Emancipator is Douglas Appling, an artist out of Portland who seems to have burst self-formed out of the Zeus of that culture's music scene. He released
Soon and within a few years and one more album release formed his own label,
Loci Records. He's now touring solo and has also toured with Pretty Lights, a true titan of the genre. Since
Soon he's put out four other studio albums that I haven't yet had the pleasure of hearing, and though his first offering might fall short in a few places, it shows enough thought, depth and craft that I'm anxious to finish out this review so that I can go listen to his more recent releases.

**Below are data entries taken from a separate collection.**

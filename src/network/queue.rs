//! Bounded hand-off queue between discovery producers and their consumer.
//!
//! Producers (the mDNS callback inside the swarm event loop) must never block,
//! so a full queue sheds load according to an explicit [`OverflowPolicy`].

use flume::TrySendError;
use futures::stream::{self, Stream};
use serde::{Deserialize, Serialize};
use std::sync::atomic::{AtomicU64, Ordering};
use std::sync::{Arc, Mutex, MutexGuard, PoisonError};

/// What to discard when the queue is full
#[derive(Debug, Clone, Copy, PartialEq, Eq, Serialize, Deserialize)]
#[serde(rename_all = "snake_case")]
pub enum OverflowPolicy {
    /// Evict the oldest queued item to make room
    DropOldest,
    /// Discard the incoming item
    DropNewest,
}

/// Result of a [`PeerQueue::push`]
#[derive(Debug, Clone, Copy, PartialEq, Eq)]
pub enum PushOutcome {
    /// Item queued without loss
    Queued,
    /// Item queued, the oldest item was evicted
    EvictedOldest,
    /// Queue full, the item was discarded
    Discarded,
    /// Queue closed, the item was discarded
    Closed,
}

/// Bounded multi-producer queue with a non-blocking `push`
pub struct PeerQueue<T> {
    inner: Arc<Inner<T>>,
}

struct Inner<T> {
    // `None` once closed; dropping the only sender ends the receiver.
    sender: Mutex<Option<flume::Sender<T>>>,
    receiver: flume::Receiver<T>,
    policy: OverflowPolicy,
    dropped: AtomicU64,
}

impl<T> Clone for PeerQueue<T> {
    fn clone(&self) -> Self {
        Self {
            inner: Arc::clone(&self.inner),
        }
    }
}

impl<T> PeerQueue<T> {
    /// Create a queue holding at most `capacity` items (minimum 1)
    pub fn new(capacity: usize, policy: OverflowPolicy) -> Self {
        let (sender, receiver) = flume::bounded(capacity.max(1));
        Self {
            inner: Arc::new(Inner {
                sender: Mutex::new(Some(sender)),
                receiver,
                policy,
                dropped: AtomicU64::new(0),
            }),
        }
    }

    fn sender(&self) -> MutexGuard<'_, Option<flume::Sender<T>>> {
        self.inner.sender.lock().unwrap_or_else(PoisonError::into_inner)
    }

    /// Queue an item without waiting
    pub fn push(&self, item: T) -> PushOutcome {
        // Producers are serialized so an eviction always makes room for its own item.
        let guard = self.sender();
        let Some(sender) = guard.as_ref() else {
            return PushOutcome::Closed;
        };

        let item = match sender.try_send(item) {
            Ok(()) => return PushOutcome::Queued,
            Err(TrySendError::Disconnected(_)) => return PushOutcome::Closed,
            Err(TrySendError::Full(item)) => item,
        };

        self.inner.dropped.fetch_add(1, Ordering::Relaxed);
        match self.inner.policy {
            OverflowPolicy::DropOldest => {
                let _ = self.inner.receiver.try_recv();
                match sender.try_send(item) {
                    Ok(()) => PushOutcome::EvictedOldest,
                    Err(_) => PushOutcome::Discarded,
                }
            }
            OverflowPolicy::DropNewest => PushOutcome::Discarded,
        }
    }

    /// Wait for the next item; `None` once the queue is closed and drained
    pub async fn pop(&self) -> Option<T> {
        self.inner.receiver.recv_async().await.ok()
    }

    /// Stop accepting items; queued items can still be drained
    pub fn close(&self) {
        self.sender().take();
    }

    /// Number of queued items
    pub fn len(&self) -> usize {
        self.inner.receiver.len()
    }

    /// Whether no items are queued
    pub fn is_empty(&self) -> bool {
        self.inner.receiver.is_empty()
    }

    /// Number of items lost to overflow
    pub fn dropped(&self) -> u64 {
        self.inner.dropped.load(Ordering::Relaxed)
    }
}

impl<T: Send + 'static> PeerQueue<T> {
    /// Consume the queue as a stream
    pub fn into_stream(self) -> impl Stream<Item = T> + Send + 'static {
        stream::unfold(self, |queue| async move {
            let item = queue.pop().await?;
            Some((item, queue))
        })
    }
}

#[cfg(test)]
mod tests {
    use super::*;
    use futures::StreamExt;
    use std::time::Duration;

    #[tokio::test]
    async fn test_fifo_order() {
        let queue = PeerQueue::new(4, OverflowPolicy::DropOldest);
        for i in 0..3 {
            assert_eq!(queue.push(i), PushOutcome::Queued);
        }
        assert_eq!(queue.pop().await, Some(0));
        assert_eq!(queue.pop().await, Some(1));
        assert_eq!(queue.pop().await, Some(2));
    }

    #[tokio::test]
    async fn test_drop_oldest_policy() {
        let queue = PeerQueue::new(2, OverflowPolicy::DropOldest);
        queue.push(1);
        queue.push(2);
        assert_eq!(queue.push(3), PushOutcome::EvictedOldest);

        assert_eq!(queue.dropped(), 1);
        assert_eq!(queue.pop().await, Some(2));
        assert_eq!(queue.pop().await, Some(3));
    }

    #[tokio::test]
    async fn test_drop_newest_policy() {
        let queue = PeerQueue::new(2, OverflowPolicy::DropNewest);
        queue.push(1);
        queue.push(2);
        assert_eq!(queue.push(3), PushOutcome::Discarded);

        assert_eq!(queue.len(), 2);
        assert_eq!(queue.pop().await, Some(1));
        assert_eq!(queue.pop().await, Some(2));
    }

    #[tokio::test]
    async fn test_close_drains_then_ends() {
        let queue = PeerQueue::new(4, OverflowPolicy::DropOldest);
        queue.push("a");
        queue.close();
        assert_eq!(queue.push("b"), PushOutcome::Closed);

        let items: Vec<_> = queue.into_stream().collect().await;
        assert_eq!(items, vec!["a"]);
    }

    #[tokio::test]
    async fn test_pop_wakes_on_push() {
        let queue = PeerQueue::new(1, OverflowPolicy::DropOldest);
        let consumer = {
            let queue = queue.clone();
            tokio::spawn(async move { queue.pop().await })
        };

        tokio::time::sleep(Duration::from_millis(20)).await;
        queue.push(7);

        let popped = tokio::time::timeout(Duration::from_secs(1), consumer)
            .await
            .unwrap()
            .unwrap();
        assert_eq!(popped, Some(7));
    }

    #[tokio::test]
    async fn test_close_wakes_waiting_consumer() {
        let queue: PeerQueue<u8> = PeerQueue::new(1, OverflowPolicy::DropNewest);
        let consumer = {
            let queue = queue.clone();
            tokio::spawn(async move { queue.pop().await })
        };

        tokio::time::sleep(Duration::from_millis(20)).await;
        queue.close();

        let popped = tokio::time::timeout(Duration::from_secs(1), consumer)
            .await
            .unwrap()
            .unwrap();
        assert_eq!(popped, None);
    }
}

Soon starts with "Eve", one of its strongest tracks, a melancholy number that mixes piano, assorted rhythm samples, and a soothing but also haunting female voice. "Eve" holds together very well and guides us through heights and valleys without forcing the point. Its blisteringly fast beats don't conflict with the twinkling of the piano melody and the ghostly character of the voice that we want to hear more of, but never quite do. Moreover, they combine and weave together nicely. It's this weaving and smooth combination on "Eve" that makes "First Snow", two tracks later, easily the strongest song on the album and the one that I keep coming back to week after week. "First Snow" also plays with samples of speech appropriated from other sources, a technique that comes all the way from
Dark Side of the Moon, but its holistic use in
Soon reminds me most of the way speech samples were used so expertly in
Endtroducing..... by DJ Shadow. I can't help but be reminded of "Building Steam With a Grain of Salt", despite the differences between the two tracks.
Other parts of
Soon are appealing as well. "Maps" has a well textured background to contrast against its piercing piano, and the inclusion of audio from Ernest Shackleton's expedition to the southern polar regions are a masterstroke in how they are placed as an epilogue to that track. Ultimately, though, the concept that I keep coming back to in trying to describe the experience is texture, and it's here that
Soon leaves me with a yearning I can't quite place. Trip hop is largely about different kinds of sounds with very different timbral qualities bumping around in the same staff space, and sometimes the album achieves this well. Some tracks, especially in the meandering middle of the album, seem to rely on unique sounds too much in lieu of complexity of notes and phrases.
The greatest failing of
Soon is that I seem to want ten percent more of
something that I can't articulate
. Ten percent more kinds of sounds, ten percent more interplay of notes, ten percent more background texture. "Smoke Signals" is a good example of this, as is the title track, "Soon It Will Be Cold Enough To Start Fires". Many tracks feel like they want to build to something, some musical exclamation point or question mark, but never do. Small and minimalist can work, of course; see Boards of Canada. But many of
Soon's tracks seem just a bit too fast paced and rhythmic to really work as quiet meditations, even though they seem to want to. That they're also too slow and thoughtful to work as upbeat dancy tracks is beside the point, though a few ("Father King") feel like they're leaning in that direction.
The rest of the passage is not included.